Citation count is a lagging metric. A page that you updated last week may not show citation changes for 30–60 days, depending on how frequently AI models re-index your domain. Do not interpret a flat citation count in the first 30 days post-update as evidence that the update did not work.

Example

Scenario: You run a cybersecurity SaaS. Sorting Citations by count, you find that your “What is a SOC 2 audit?” blog post has 67 citations across ChatGPT, Perplexity, and Gemini — 4x more than your second-most-cited page, which is your “SOC 2 vs ISO 27001” comparison guide.
  1. Click the SOC 2 audit page row to view citation snippets. The AI consistently quotes two sections: the opening definition paragraph (cited as a direct answer to “what is SOC 2”) and the “How long does SOC 2 audit take?” FAQ item (cited for timeline queries). Neither section is particularly long — they are cited because they are direct, specific, and clearly labeled.

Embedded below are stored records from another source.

//! Property-based tests for board invariants
//!
//! Random sequences of moves, including ones with stale or bogus references,
//! must never lose, duplicate or invent a card or column.

use kanban_dnd::{
    Board, BoardStore, Card, Column, DndEngine, DragEvent, DragTarget, InsertionSide, MoveCard,
    MoveColumn, Point, Rect,
};
use proptest::prelude::*;

const COLUMNS: [&str; 4] = ["c0", "c1", "c2", "c3"];
const CARDS: [&str; 8] = ["k0", "k1", "k2", "k3", "k4", "k5", "k6", "k7"];

fn seed() -> Board {
    Board::try_new([
        Column::new("c0", "Zero").with_items(CARDS[..3].iter().map(|id| Card::new(*id, *id))),
        Column::new("c1", "One").with_items(CARDS[3..5].iter().map(|id| Card::new(*id, *id))),
        Column::new("c2", "Two").with_items(CARDS[5..].iter().map(|id| Card::new(*id, *id))),
        Column::new("c3", "Three"),
    ])
    .unwrap()
}

fn sorted_card_ids(board: &Board) -> Vec<String> {
    let mut ids: Vec<String> = board.card_ids().iter().map(|id| id.to_string()).collect();
    ids.sort();
    ids
}

fn sorted_column_ids(board: &Board) -> Vec<String> {
    let mut ids: Vec<String> = board.column_ids().iter().map(|id| id.to_string()).collect();
    ids.sort();
    ids
}

#[derive(Debug, Clone)]
enum Op {
    Card {
        card: usize,
        source: usize,
        target: usize,
        item: Option<usize>,
        bottom: bool,
    },
    Column {
        column: usize,
        target: usize,
    },
}

/// Indices run one past the end so some references are always stale
fn op_strategy() -> impl Strategy<Value = Op> {
    prop_oneof![
        (
            0..=CARDS.len(),
            0..=COLUMNS.len(),
            0..=COLUMNS.len(),
            proptest::option::of(0..=CARDS.len()),
            any::<bool>()
        )
            .prop_map(|(card, source, target, item, bottom)| Op::Card {
                card,
                source,
                target,
                item,
                bottom,
            }),
        (0..=COLUMNS.len(), 0..=COLUMNS.len())
            .prop_map(|(column, target)| Op::Column { column, target }),
    ]
}

fn name(names: &[&str], index: usize) -> String {
    names
        .get(index)
        .map(|s| s.to_string())
        .unwrap_or_else(|| format!("missing-{index}"))
}

fn apply(store: &mut BoardStore, op: &Op) {
    let _ = match op {
        Op::Card {
            card,
            source,
            target,
            item,
            bottom,
        } => {
            let side = if *bottom {
                InsertionSide::Bottom
            } else {
                InsertionSide::Top
            };
            let command = MoveCard::new(name(&CARDS, *card), name(&COLUMNS, *source), name(&COLUMNS, *target))
                .with_target_item(item.map(|i| name(&CARDS, i).into()))
                .with_side(Some(side));
            store.move_card(&command)
        }
        Op::Column { column, target } => store.move_column(&MoveColumn::new(
            name(&COLUMNS, *column),
            name(&COLUMNS, *target),
        )),
    };
}

proptest! {
    /// Property: any sequence of moves conserves the card and column sets.
    #[test]
    fn test_moves_conserve_cards_and_columns(ops in proptest::collection::vec(op_strategy(), 0..40)) {
        let initial = seed();
        let mut store = BoardStore::new(initial.clone());

        for op in &ops {
            apply(&mut store, op);
            prop_assert!(store.board().validate().is_ok(), "invariant broken after {:?}", op);
        }

        prop_assert_eq!(sorted_card_ids(store.board()), sorted_card_ids(&initial));
        prop_assert_eq!(sorted_column_ids(store.board()), sorted_column_ids(&initial));
    }

    /// Property: rejected moves return a board structurally equal to the input.
    #[test]
    fn test_rejections_change_nothing(ops in proptest::collection::vec(op_strategy(), 1..20)) {
        let mut store = BoardStore::new(seed());

        for op in &ops {
            let before = store.board().clone();
            let revision = store.revision();
            apply(&mut store, op);
            if store.revision() == revision {
                prop_assert_eq!(store.board(), &before);
            }
        }
    }

    /// Property: top/bottom drops land immediately before/after the target card.
    #[test]
    fn test_insertion_side_placement(card in 0..CARDS.len(), item in 0..CARDS.len(), bottom in any::<bool>()) {
        prop_assume!(card != item);
        let board = seed();
        let (source, _) = board.locate_card(&CARDS[card].into()).unwrap();
        let (target, _) = board.locate_card(&CARDS[item].into()).unwrap();
        let side = if bottom { InsertionSide::Bottom } else { InsertionSide::Top };

        let mut store = BoardStore::new(board.clone());
        store
            .move_card(&MoveCard::new(CARDS[card], source, target).onto(CARDS[item], side))
            .unwrap();

        let column = store.board().column(target).unwrap();
        let moved = column.position_of(&CARDS[card].into()).unwrap();
        let anchor = column.position_of(&CARDS[item].into()).unwrap();
        match side {
            InsertionSide::Top => prop_assert_eq!(moved + 1, anchor),
            InsertionSide::Bottom => prop_assert_eq!(anchor + 1, moved),
        }
    }

    /// Property: random pointer event streams always leave a valid board, and a
    /// drag end always returns the controller to idle.
    #[test]
    fn test_event_streams_keep_board_valid(
        events in proptest::collection::vec((0..6usize, 0..COLUMNS.len(), 0..CARDS.len(), 0.0..100.0f64), 0..60)
    ) {
        let mut engine = DndEngine::new(seed());

        for (kind, column, card, y) in events {
            let column = COLUMNS[column];
            let target = DragTarget::card(column, CARDS[card]);
            let event = match kind {
                0 => DragEvent::DragStart { target },
                1 => DragEvent::DragStart { target: DragTarget::column_header(column) },
                2 => DragEvent::DragOver { target, pointer: Point::new(0.0, y), bounds: Rect::new(0.0, 0.0, 10.0, 100.0) },
                3 => DragEvent::DragLeave { target },
                4 => DragEvent::Drop { target },
                _ => DragEvent::Drop { target: DragTarget::list_end(column) },
            };
            engine.dispatch(&event);
            prop_assert!(engine.board().validate().is_ok());
        }

        engine.dispatch(&DragEvent::DragEnd);
        prop_assert!(engine.session().is_idle());
        prop_assert_eq!(sorted_card_ids(engine.board()), sorted_card_ids(&seed()));
    }
}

  2. Open Analytics > Page Performance and note this page has an AI Score of 84 — your highest. But its organic traffic in GSC is only 800 visits/month, well below other pages.
  3. Apply the structural patterns from this page (direct definition opener, labeled FAQ items with specific numeric answers) to your 3 most-visited product pages, which currently have AI Scores below 30 and zero citations. Set a 60-day monitoring checkpoint to measure the impact.